_EXERCISE_:
All lines of the listing that contain "self" should be shown in full.

_INPUT DATA_:
// kiln/src/main.rs
use std::fs;
use std::process;

use clap::Parser;
use colored::Colorize;
use kiln_common::config::Config;
use kiln_common::error::EXIT_GENERIC;
use tokio_util::sync::CancellationToken;
use tracing::level_filters::LevelFilter;
use tracing::{debug, error, warn};
use tracing_appender::non_blocking::WorkerGuard;
use tracing_subscriber::fmt::writer::MakeWriterExt;
use tracing_subscriber::EnvFilter;

mod cli;
use cli::CliArgs;

/// Returns the file appender's guard when logging to a file; dropping it
/// flushes buffered lines.
fn init_logging(config: &Config, verbose: u8) -> Option<WorkerGuard> {
    let level_filter = match verbose {
        0 => LevelFilter::INFO,
        1 => LevelFilter::DEBUG,
        _ => LevelFilter::TRACE,
    };
    let max_log_level = level_filter.into_level().unwrap_or(tracing::Level::INFO);

    let env_filter = EnvFilter::builder()
        .with_default_directive(level_filter.into())
        .with_env_var("KILN_LOG")
        .from_env_lossy();

    if verbose == 0 {
        let _ = tracing_subscriber::fmt()
            .with_env_filter(env_filter)
            .with_writer(std::io::stderr)
            .with_ansi(true)
            .without_time()
            .try_init();
        return None;
    }

    let log_dir = config.logs_dir();
    if let Err(e) = fs::create_dir_all(&log_dir) {
        eprintln!(
            "{} Failed to create log directory {}: {}",
            "Warning:".yellow().bold(),
            log_dir.display(),
            e
        );
        let _ = tracing_subscriber::fmt()
            .with_env_filter(env_filter)
            .with_writer(std::io::stderr)
            .with_ansi(true)
            .without_time()
            .try_init();
        return None;
    }

    let file_appender = tracing_appender::rolling::daily(&log_dir, "kiln.log");
    let (non_blocking_appender, guard) = tracing_appender::non_blocking(file_appender);
    let stderr_writer = std::io::stderr.with_max_level(max_log_level);
    let file_writer = non_blocking_appender.with_max_level(max_log_level);

    let _ = tracing_subscriber::fmt()
        .with_env_filter(env_filter)
        .with_writer(stderr_writer.and(file_writer))
        .with_ansi(true)
        .without_time()
        .try_init();

    debug!(
        "Verbose logging enabled. Writing logs to: {}/kiln.log",
        log_dir.display()
    );
    Some(guard)
}

/// Cancels `token` on the first Ctrl-C. Running steps are killed and their
/// sandboxes removed by the session.
fn cancel_on_interrupt(token: CancellationToken) {
    tokio::spawn(async move {
        match tokio::signal::ctrl_c().await {
            Ok(()) => {
                warn!("Interrupted; stopping after cleanup");
                token.cancel();
            }
            Err(e) => debug!("Could not listen for Ctrl-C: {}", e),
        }
    });
}

#[tokio::main]
async fn main() {
    let cli_args = CliArgs::parse();

    let config = match cli_args.config() {
        Ok(config) => config,
        Err(e) => {
            eprintln!("{}: Could not load configuration: {}", "Error".red().bold(), e);
            process::exit(EXIT_GENERIC);
        }
    };
    let log_guard = init_logging(&config, cli_args.verbose);
    debug!("Using KILN_ROOT {}", config.root().display());

    let cancel = CancellationToken::new();
    cancel_on_interrupt(cancel.clone());

    let code = match cli_args.command.run(&config, &cancel).await {
        Ok(code) => code,
        Err(e) => {
            error!("Command failed: {:#}", e);
            eprintln!("{}: {:#}", "Error".red().bold(), e);
            e.exit_code()
        }
    };

    debug!("Exiting with code {}", code);
    drop(log_guard);
    process::exit(code);
}
// kiln/src/cli/uninstall.rs
use clap::Args;
use colored::Colorize;
use kiln_common::config::Config;
use kiln_common::error::{KilnError, Result};
use kiln_core::{uninstall, UninstallOptions};
use tokio_util::sync::CancellationToken;
use tracing::{debug, error};

#[derive(Args, Debug)]
pub struct Uninstall {
    /// The names of the formulae to uninstall
    #[arg(required = true)]
    pub names: Vec<String>,

    /// Remove formulae even if installed formulae depend on them at runtime
    #[arg(long)]
    pub force: bool,
}

impl Uninstall {
    pub async fn run(&self, config: &Config, cancel: &CancellationToken) -> Result<i32> {
        let options = UninstallOptions { force: self.force };
        let mut errors: Vec<(String, KilnError)> = Vec::new();

        for name in &self.names {
            if cancel.is_cancelled() {
                errors.push((name.clone(), KilnError::Cancelled));
                break;
            }
            println!("Uninstalling {}...", name.cyan());
            match uninstall(config, name, options, cancel).await {
                Ok(report) => {
                    debug!("Uninstall report: {:?}", report);
                    println!(
                        "✓ Uninstalled {} {} ({} link(s) removed)",
                        name.green(),
                        report.removed_versions.join(", "),
                        report.removed_links
                    );
                }
                Err(e) => {
                    error!("✖ Failed to uninstall '{}': {}", name, e);
                    eprintln!("{} {}: {}", "Error:".red().bold(), name.cyan(), e);
                    errors.push((name.clone(), e));
                }
            }
        }

        Ok(errors.first().map_or(0, |(_, e)| e.exit_code()))
    }
}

_SOLUTION TO THIS PROBLEM_:
    pub async fn run(&self, config: &Config, cancel: &CancellationToken) -> Result<i32> {
        let options = UninstallOptions { force: self.force };
        for name in &self.names {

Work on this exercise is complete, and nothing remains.